Exercise details:
Whichever lines of the material contain "that", copy each of them.

Source material:
%%

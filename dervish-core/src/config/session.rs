//! Session configuration
//!
//! A session is an ordered list of process steps together with the
//! profile-level defaults the steps inherit from.

use heapless::{String, Vec};

#[cfg(feature = "serde")]
use serde::{Deserialize, Serialize};

/// Maximum steps per session
pub const MAX_STEPS: usize = 10;

/// Maximum step name length
pub const STEP_NAME_LEN: usize = 12;

/// Maximum profile name length
pub const PROFILE_NAME_LEN: usize = 16;

/// Default global RPM
pub const DEFAULT_RPM: f32 = 30.0;

/// Longest accepted step; longer durations are clamped to this
pub const MAX_STEP_DURATION_S: u32 = 24 * 60 * 60;

/// What the temperature coefficient scales
#[derive(Debug, Clone, Copy, PartialEq, Eq, Default)]
#[cfg_attr(feature = "defmt", derive(defmt::Format))]
#[cfg_attr(feature = "serde", derive(Serialize, Deserialize))]
pub enum TempCoefTarget {
    /// Step duration only
    #[default]
    Timer,
    /// Step RPM only
    Rpm,
    /// Duration and RPM
    Both,
}

impl TempCoefTarget {
    pub fn scales_timer(self) -> bool {
        matches!(self, TempCoefTarget::Timer | TempCoefTarget::Both)
    }

    pub fn scales_rpm(self) -> bool {
        matches!(self, TempCoefTarget::Rpm | TempCoefTarget::Both)
    }
}

/// Temperature coefficient settings
///
/// `multiplier = 1 + (measured - base_c) * percent / 100`
#[derive(Debug, Clone, Copy, PartialEq)]
#[cfg_attr(feature = "defmt", derive(defmt::Format))]
#[cfg_attr(feature = "serde", derive(Serialize, Deserialize))]
pub struct TempCoef {
    pub enabled: bool,
    /// Baseline temperature (°C) at which the multiplier is 1
    pub base_c: f32,
    /// Percent change per °C
    pub percent: f32,
    pub target: TempCoefTarget,
}

impl Default for TempCoef {
    fn default() -> Self {
        Self {
            enabled: false,
            base_c: 20.0,
            percent: 10.0,
            target: TempCoefTarget::Timer,
        }
    }
}

/// Action taken when the temperature leaves the limit band
#[derive(Debug, Clone, Copy, PartialEq, Eq, Default)]
#[cfg_attr(feature = "defmt", derive(defmt::Format))]
#[cfg_attr(feature = "serde", derive(Serialize, Deserialize))]
pub enum AlarmAction {
    /// Display only
    None,
    /// Audible warning, session continues
    #[default]
    Beep,
    /// Pause mid-step
    Pause,
    /// Abort the session
    Stop,
}

/// Temperature limit band
#[derive(Debug, Clone, Copy, PartialEq)]
#[cfg_attr(feature = "defmt", derive(defmt::Format))]
#[cfg_attr(feature = "serde", derive(Serialize, Deserialize))]
pub struct TempLimits {
    pub enabled: bool,
    pub min_c: f32,
    pub max_c: f32,
}

impl Default for TempLimits {
    fn default() -> Self {
        Self {
            enabled: false,
            min_c: 18.0,
            max_c: 24.0,
        }
    }
}

/// When periodic reverses are requested
#[derive(Debug, Clone, Copy, PartialEq, Eq, Default)]
#[cfg_attr(feature = "defmt", derive(defmt::Format))]
#[cfg_attr(feature = "serde", derive(Serialize, Deserialize))]
pub enum ReverseMode {
    Off,
    /// Every `interval` seconds of motion
    #[default]
    TimeInterval,
    /// Every `interval` revolutions
    TurnCount,
}

/// Periodic reverse policy
#[derive(Debug, Clone, Copy, PartialEq)]
#[cfg_attr(feature = "defmt", derive(defmt::Format))]
#[cfg_attr(feature = "serde", derive(Serialize, Deserialize))]
pub struct ReversePolicy {
    pub mode: ReverseMode,
    /// Seconds or revolutions, depending on `mode`
    pub interval: f32,
}

impl Default for ReversePolicy {
    fn default() -> Self {
        Self {
            mode: ReverseMode::TimeInterval,
            interval: 10.0,
        }
    }
}

impl ReversePolicy {
    pub const fn off() -> Self {
        Self {
            mode: ReverseMode::Off,
            interval: 0.0,
        }
    }

    /// True if this policy can ever fire
    pub fn is_armed(&self) -> bool {
        self.mode != ReverseMode::Off && self.interval > 0.0
    }
}

/// One timed phase of a session
#[derive(Debug, Clone, PartialEq)]
#[cfg_attr(feature = "defmt", derive(defmt::Format))]
#[cfg_attr(feature = "serde", derive(Serialize, Deserialize))]
pub struct SessionStep {
    /// Display name (empty shows as "Step N")
    pub name: String<STEP_NAME_LEN>,
    /// Duration in seconds, 0 = manual advance
    pub duration_s: u32,
    /// Target RPM, 0 = use the global RPM
    pub rpm: f32,
    /// Display-only temperature target (°C)
    pub temp_target_c: Option<f32>,
    /// Display-only tolerance around the target (°C)
    pub temp_bias_c: Option<f32>,
    /// Overrides the profile temperature coefficient when set
    pub temp_coef: Option<TempCoef>,
    /// Overrides the profile alarm action when set
    pub alarm_action: Option<AlarmAction>,
}

impl Default for SessionStep {
    fn default() -> Self {
        Self {
            name: String::new(),
            duration_s: 0,
            rpm: 0.0,
            temp_target_c: None,
            temp_bias_c: None,
            temp_coef: None,
            alarm_action: None,
        }
    }
}

impl SessionStep {
    /// A step running for `duration_s` at `rpm`
    pub fn timed(duration_s: u32, rpm: f32) -> Self {
        Self {
            duration_s,
            rpm,
            ..Default::default()
        }
    }

    /// True for a step that only ends on a manual advance
    pub fn is_manual(&self) -> bool {
        self.duration_s == 0
    }

    fn clamped(mut self) -> Self {
        self.duration_s = self.duration_s.min(MAX_STEP_DURATION_S);
        self
    }
}

/// Errors from editing the step list
#[derive(Debug, Clone, Copy, PartialEq, Eq)]
#[cfg_attr(feature = "defmt", derive(defmt::Format))]
pub enum SettingsError {
    /// More than `MAX_STEPS` steps
    TooManySteps,
    /// A session needs at least one step
    NoSteps,
    /// Step index past the end of the list
    InvalidIndex,
}

/// Session settings
#[derive(Debug, Clone, PartialEq)]
#[cfg_attr(feature = "defmt", derive(defmt::Format))]
#[cfg_attr(feature = "serde", derive(Serialize, Deserialize))]
pub struct SessionSettings {
    /// Profile name (empty = unnamed)
    pub profile_name: String<PROFILE_NAME_LEN>,
    /// Process steps, 1..=MAX_STEPS
    steps: Vec<SessionStep, MAX_STEPS>,
    /// RPM used by steps that declare none
    pub global_rpm: f32,
    pub reverse: ReversePolicy,
    /// Profile-level temperature coefficient
    pub temp_coef: TempCoef,
    /// Profile-level alarm action
    pub alarm_action: AlarmAction,
    pub temp_limits: TempLimits,
}

impl Default for SessionSettings {
    fn default() -> Self {
        let mut steps = Vec::new();
        let _ = steps.push(SessionStep::default());
        Self {
            profile_name: String::new(),
            steps,
            global_rpm: DEFAULT_RPM,
            reverse: ReversePolicy::default(),
            temp_coef: TempCoef::default(),
            alarm_action: AlarmAction::Beep,
            temp_limits: TempLimits::default(),
        }
    }
}

impl SessionSettings {
    /// Settings running `steps` with profile defaults
    pub fn with_steps(steps: &[SessionStep]) -> Result<Self, SettingsError> {
        let mut settings = Self::default();
        settings.set_steps(steps)?;
        Ok(settings)
    }

    pub fn steps(&self) -> &[SessionStep] {
        &self.steps
    }

    pub fn step(&self, index: usize) -> Option<&SessionStep> {
        self.steps.get(index)
    }

    pub fn step_count(&self) -> usize {
        self.steps.len()
    }

    /// Replace the whole step list
    pub fn set_steps(&mut self, steps: &[SessionStep]) -> Result<(), SettingsError> {
        if steps.is_empty() {
            return Err(SettingsError::NoSteps);
        }
        if steps.len() > MAX_STEPS {
            return Err(SettingsError::TooManySteps);
        }
        self.steps = steps.iter().cloned().map(SessionStep::clamped).collect();
        Ok(())
    }

    /// Append a step
    pub fn push_step(&mut self, step: SessionStep) -> Result<(), SettingsError> {
        self.steps
            .push(step.clamped())
            .map_err(|_| SettingsError::TooManySteps)
    }

    /// Overwrite the step at `index`
    pub fn replace_step(&mut self, index: usize, step: SessionStep) -> Result<(), SettingsError> {
        let slot = self
            .steps
            .get_mut(index)
            .ok_or(SettingsError::InvalidIndex)?;
        *slot = step.clamped();
        Ok(())
    }

    /// Remove a step, keeping at least one
    pub fn remove_step(&mut self, index: usize) -> Result<SessionStep, SettingsError> {
        if index >= self.steps.len() {
            return Err(SettingsError::InvalidIndex);
        }
        if self.steps.len() == 1 {
            return Err(SettingsError::NoSteps);
        }
        Ok(self.steps.remove(index))
    }

    /// Sum of nominal step durations (seconds), ignoring compensation
    pub fn total_duration_s(&self) -> u32 {
        self.steps
            .iter()
            .map(|s| s.duration_s)
            .fold(0, u32::saturating_add)
    }

    /// Clamp out-of-range values that arrived without going through the
    /// step editors (e.g. decoded from storage)
    pub fn sanitize(&mut self) {
        for step in self.steps.iter_mut() {
            step.duration_s = step.duration_s.min(MAX_STEP_DURATION_S);
        }
    }
}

%%

Reply to the task:
    /// True for a step that only ends on a manual advance
    /// RPM used by steps that declare none
    /// Clamp out-of-range values that arrived without going through the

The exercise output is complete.